Segment Start: Task data

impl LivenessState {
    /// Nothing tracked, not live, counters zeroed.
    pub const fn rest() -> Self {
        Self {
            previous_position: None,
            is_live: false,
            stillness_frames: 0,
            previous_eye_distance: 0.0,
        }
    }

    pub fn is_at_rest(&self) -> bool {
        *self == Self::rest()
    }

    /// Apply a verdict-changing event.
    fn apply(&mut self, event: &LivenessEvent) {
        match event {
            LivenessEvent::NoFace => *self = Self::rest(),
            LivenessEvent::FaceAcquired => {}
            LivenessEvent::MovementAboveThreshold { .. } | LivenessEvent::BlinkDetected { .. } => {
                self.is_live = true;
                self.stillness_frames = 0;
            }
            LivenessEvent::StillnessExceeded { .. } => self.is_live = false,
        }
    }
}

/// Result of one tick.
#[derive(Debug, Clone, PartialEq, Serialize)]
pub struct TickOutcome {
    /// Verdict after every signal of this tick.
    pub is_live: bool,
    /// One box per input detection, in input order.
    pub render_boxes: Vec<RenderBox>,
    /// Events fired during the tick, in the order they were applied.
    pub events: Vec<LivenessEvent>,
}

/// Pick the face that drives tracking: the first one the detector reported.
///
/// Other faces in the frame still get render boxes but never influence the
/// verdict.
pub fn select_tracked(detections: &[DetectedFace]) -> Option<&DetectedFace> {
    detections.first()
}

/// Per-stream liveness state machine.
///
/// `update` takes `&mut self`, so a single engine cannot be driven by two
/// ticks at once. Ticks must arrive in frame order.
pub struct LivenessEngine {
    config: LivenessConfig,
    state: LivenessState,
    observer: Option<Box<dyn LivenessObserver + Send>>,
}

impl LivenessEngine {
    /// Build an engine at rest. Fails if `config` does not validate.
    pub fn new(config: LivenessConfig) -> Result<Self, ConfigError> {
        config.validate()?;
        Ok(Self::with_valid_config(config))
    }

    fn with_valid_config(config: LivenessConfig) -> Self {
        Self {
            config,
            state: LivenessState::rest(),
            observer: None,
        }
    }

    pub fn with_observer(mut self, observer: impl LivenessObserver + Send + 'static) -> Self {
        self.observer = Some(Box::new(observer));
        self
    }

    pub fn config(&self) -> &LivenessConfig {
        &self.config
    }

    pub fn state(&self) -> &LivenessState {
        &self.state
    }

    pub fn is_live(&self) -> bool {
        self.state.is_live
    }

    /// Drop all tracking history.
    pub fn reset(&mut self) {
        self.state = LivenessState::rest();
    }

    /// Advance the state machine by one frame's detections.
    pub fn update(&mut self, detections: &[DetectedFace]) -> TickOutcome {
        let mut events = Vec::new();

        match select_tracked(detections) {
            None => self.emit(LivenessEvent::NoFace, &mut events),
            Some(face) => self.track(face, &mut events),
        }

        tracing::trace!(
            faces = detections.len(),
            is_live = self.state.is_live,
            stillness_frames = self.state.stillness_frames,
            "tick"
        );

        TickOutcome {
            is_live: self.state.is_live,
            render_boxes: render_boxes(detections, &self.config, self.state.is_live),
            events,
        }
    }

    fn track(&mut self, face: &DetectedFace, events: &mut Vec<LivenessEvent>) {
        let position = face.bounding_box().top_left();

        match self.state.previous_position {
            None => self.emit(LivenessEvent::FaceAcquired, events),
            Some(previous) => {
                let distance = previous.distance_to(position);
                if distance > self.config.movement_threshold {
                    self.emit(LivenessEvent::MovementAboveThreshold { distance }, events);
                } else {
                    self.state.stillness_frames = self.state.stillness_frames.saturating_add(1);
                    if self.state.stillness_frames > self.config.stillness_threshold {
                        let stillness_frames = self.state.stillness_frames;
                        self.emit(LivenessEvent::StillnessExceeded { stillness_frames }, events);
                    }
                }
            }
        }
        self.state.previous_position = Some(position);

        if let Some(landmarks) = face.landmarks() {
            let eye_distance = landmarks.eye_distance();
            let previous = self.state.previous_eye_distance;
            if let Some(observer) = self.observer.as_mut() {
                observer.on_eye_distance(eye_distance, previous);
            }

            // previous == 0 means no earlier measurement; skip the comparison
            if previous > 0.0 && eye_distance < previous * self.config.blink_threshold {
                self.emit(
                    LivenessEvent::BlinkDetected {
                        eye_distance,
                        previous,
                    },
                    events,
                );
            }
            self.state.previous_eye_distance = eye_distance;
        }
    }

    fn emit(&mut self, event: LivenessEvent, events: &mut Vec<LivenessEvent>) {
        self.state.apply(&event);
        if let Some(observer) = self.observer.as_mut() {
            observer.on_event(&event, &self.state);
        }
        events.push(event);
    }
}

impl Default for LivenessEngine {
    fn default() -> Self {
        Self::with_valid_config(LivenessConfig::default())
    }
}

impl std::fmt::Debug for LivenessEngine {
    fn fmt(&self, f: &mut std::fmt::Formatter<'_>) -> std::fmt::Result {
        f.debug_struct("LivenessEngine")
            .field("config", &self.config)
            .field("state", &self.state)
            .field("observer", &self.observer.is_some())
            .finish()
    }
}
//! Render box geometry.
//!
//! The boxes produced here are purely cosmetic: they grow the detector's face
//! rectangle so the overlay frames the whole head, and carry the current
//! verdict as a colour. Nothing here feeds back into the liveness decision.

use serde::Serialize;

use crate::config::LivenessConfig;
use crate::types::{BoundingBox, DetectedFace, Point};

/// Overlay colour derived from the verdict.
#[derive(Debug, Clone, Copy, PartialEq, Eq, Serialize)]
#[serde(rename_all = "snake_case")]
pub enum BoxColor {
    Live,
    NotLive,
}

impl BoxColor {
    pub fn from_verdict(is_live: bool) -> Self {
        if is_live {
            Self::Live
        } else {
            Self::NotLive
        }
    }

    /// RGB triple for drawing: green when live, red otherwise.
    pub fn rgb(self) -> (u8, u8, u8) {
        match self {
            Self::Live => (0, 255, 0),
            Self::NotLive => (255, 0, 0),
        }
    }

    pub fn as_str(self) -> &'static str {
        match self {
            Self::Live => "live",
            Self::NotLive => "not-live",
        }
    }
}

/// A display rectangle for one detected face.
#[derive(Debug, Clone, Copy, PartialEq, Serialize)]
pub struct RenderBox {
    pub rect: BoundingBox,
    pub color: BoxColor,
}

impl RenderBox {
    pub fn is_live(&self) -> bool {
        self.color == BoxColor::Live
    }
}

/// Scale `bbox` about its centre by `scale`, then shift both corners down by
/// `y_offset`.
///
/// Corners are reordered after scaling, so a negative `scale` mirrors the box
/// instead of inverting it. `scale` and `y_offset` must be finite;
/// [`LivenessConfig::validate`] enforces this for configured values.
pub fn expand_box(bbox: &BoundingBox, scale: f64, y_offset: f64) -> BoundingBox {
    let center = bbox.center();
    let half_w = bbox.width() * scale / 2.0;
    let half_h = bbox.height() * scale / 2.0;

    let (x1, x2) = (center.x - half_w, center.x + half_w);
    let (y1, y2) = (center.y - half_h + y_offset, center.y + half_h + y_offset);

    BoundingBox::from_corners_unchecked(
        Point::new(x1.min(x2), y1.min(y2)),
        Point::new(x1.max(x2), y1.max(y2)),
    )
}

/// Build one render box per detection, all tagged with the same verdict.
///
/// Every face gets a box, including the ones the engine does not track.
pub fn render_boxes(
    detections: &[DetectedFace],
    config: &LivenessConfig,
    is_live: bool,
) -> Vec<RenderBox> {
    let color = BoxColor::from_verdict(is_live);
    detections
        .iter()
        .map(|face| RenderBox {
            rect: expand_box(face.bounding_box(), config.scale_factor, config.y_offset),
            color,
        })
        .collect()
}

Segment End: Task data

Answer with the count alone: how many lines in the data above have "bool" in them?

* [Output of the exercise]: 6